• _What you are asked to do_: Repeat the lines of the data exactly, from the first one through the one that contains "to every permission.".

Stored entries:
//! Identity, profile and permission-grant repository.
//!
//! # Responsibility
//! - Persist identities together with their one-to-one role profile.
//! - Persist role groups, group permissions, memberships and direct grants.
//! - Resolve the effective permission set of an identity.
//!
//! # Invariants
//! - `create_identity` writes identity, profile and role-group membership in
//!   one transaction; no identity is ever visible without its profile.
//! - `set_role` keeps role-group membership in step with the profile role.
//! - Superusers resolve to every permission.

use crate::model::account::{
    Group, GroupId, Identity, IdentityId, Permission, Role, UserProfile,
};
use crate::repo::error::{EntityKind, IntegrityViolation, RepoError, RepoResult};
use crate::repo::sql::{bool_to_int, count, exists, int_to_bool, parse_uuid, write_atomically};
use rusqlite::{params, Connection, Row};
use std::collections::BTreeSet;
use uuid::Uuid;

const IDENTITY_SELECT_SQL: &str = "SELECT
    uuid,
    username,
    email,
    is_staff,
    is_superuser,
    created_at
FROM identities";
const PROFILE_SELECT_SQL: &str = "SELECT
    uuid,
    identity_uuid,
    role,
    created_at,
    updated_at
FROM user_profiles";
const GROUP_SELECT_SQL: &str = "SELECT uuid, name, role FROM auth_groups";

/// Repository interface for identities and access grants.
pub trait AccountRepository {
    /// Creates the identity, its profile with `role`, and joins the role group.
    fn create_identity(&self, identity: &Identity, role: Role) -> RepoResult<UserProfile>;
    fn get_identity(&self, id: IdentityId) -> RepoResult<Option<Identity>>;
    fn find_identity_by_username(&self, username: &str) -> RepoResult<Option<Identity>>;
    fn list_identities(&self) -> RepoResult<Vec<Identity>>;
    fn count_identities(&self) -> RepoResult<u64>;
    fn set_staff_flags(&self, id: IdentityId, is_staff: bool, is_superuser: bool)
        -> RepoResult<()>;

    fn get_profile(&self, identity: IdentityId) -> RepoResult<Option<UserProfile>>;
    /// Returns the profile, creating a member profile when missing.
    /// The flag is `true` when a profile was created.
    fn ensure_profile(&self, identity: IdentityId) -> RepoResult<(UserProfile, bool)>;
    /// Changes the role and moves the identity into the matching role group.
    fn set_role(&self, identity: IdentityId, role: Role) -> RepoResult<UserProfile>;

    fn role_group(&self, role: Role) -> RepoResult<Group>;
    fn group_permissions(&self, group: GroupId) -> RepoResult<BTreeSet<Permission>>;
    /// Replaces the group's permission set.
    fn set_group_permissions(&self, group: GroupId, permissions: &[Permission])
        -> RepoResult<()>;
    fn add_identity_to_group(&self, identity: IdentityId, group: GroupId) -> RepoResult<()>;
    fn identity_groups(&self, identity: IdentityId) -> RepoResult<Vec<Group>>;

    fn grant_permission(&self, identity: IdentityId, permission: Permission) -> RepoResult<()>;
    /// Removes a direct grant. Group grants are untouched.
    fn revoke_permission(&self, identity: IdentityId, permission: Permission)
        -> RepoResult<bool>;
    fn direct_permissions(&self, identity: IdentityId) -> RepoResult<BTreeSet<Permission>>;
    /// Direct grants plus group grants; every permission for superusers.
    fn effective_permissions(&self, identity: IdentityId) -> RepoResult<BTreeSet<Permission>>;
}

• _Problem solution_:
//! Identity, profile and permission-grant repository.
//!
//! # Responsibility
//! - Persist identities together with their one-to-one role profile.
//! - Persist role groups, group permissions, memberships and direct grants.
//! - Resolve the effective permission set of an identity.
//!
//! # Invariants
//! - `create_identity` writes identity, profile and role-group membership in
//!   one transaction; no identity is ever visible without its profile.
//! - `set_role` keeps role-group membership in step with the profile role.
//! - Superusers resolve to every permission.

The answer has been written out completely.